The immunohistochemical testing results were processed by computer image analysis system. The gray value was measured using MIAS medical image analysis system (BeiHang Company, Beijing, China), and the average grey value was selected for assessing E-selectin and myeloperoxidase expression in each section. Polyclonal rabbit anti-mouse E-selectin antibodies (1:100), polyclonal rabbit anti-mouse myeloperoxidase antibodies (1:100) and biotin-labeled sheep anti-rabbit IgG (1:100) were purchased from Biosynthesis Biotechnology Co., Ltd. Immunohistochemical staining protocols (streptavidin-alkaline phosphatase method) and diaminobenzidine coloration were used for amplification and visualization. Data are represented as the average gray of immunohistochemical staining images.
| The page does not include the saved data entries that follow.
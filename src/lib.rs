//! Definition Cache - A thread-safe, time-expiring in-memory cache
//!
//! Stores typed definition objects under string keys. Single definitions are
//! transparently encoded to a portable, self-describing string so values can
//! cross process or plugin boundaries without compiled-type coupling; result
//! sets and type keys are stored as native in-memory objects.
//!
//! # Example
//! ```
//! use std::time::Duration;
//! use definition_cache::{Definition, DefinitionCache};
//! use serde::{Deserialize, Serialize};
//!
//! #[derive(Debug, Clone, PartialEq, Serialize, Deserialize)]
//! struct UserDefinition {
//!     id: String,
//!     email: String,
//! }
//!
//! impl Definition for UserDefinition {
//!     fn type_name() -> &'static str {
//!         "UserDefinition"
//!     }
//! }
//!
//! let cache = DefinitionCache::new(Duration::from_secs(30));
//! let user = UserDefinition {
//!     id: "u1".to_string(),
//!     email: "u1@example.com".to_string(),
//! };
//! cache.add_definition("u1", &user).unwrap();
//!
//! let cached: Option<UserDefinition> = cache.get_definition("u1").unwrap();
//! assert_eq!(cached, Some(user));
//! ```

pub mod cache;
pub mod codec;
pub mod config;
pub mod error;
pub mod models;
pub mod tasks;

pub use cache::DefinitionCache;
pub use codec::DefinitionCodec;
pub use config::CacheConfig;
pub use error::{CacheError, Result};
pub use models::{Definition, DefinitionTypeKey, ResultSet};
pub use tasks::spawn_sweep_task;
Superoxide dismutase and malondialdehyde content in serum

At the end of the experimental period, the rats in each group were deprived of food overnight, but allowed free access to water, and then sacrificed. The blood was collected by retro-orbital puncture, and serum was separated. Serum was analyzed using a malondialdehyde kit (Shanghai Bangyi Trading Co., Ltd., Shanghai, China) and a superoxide dismutase kit (Nanjing Jiancheng Bioengineering Institute, Nanjing, Jiangsu Province, China). Superoxide dismutase activity and malondialdehyde content in serum were quantitated spectrophotometrically (Shanghai TianPu Analysis Instrument Co., Ltd., Shanghai, China).

Statistical analysis

Data are expressed as mean ± SD and were analyzed using SPSS 17.0 software (SPSS, Chicago, IL, USA). Differences between groups were compared by one-way analysis of variance and least significant difference test. A P < 0.05 was considered statistically significant.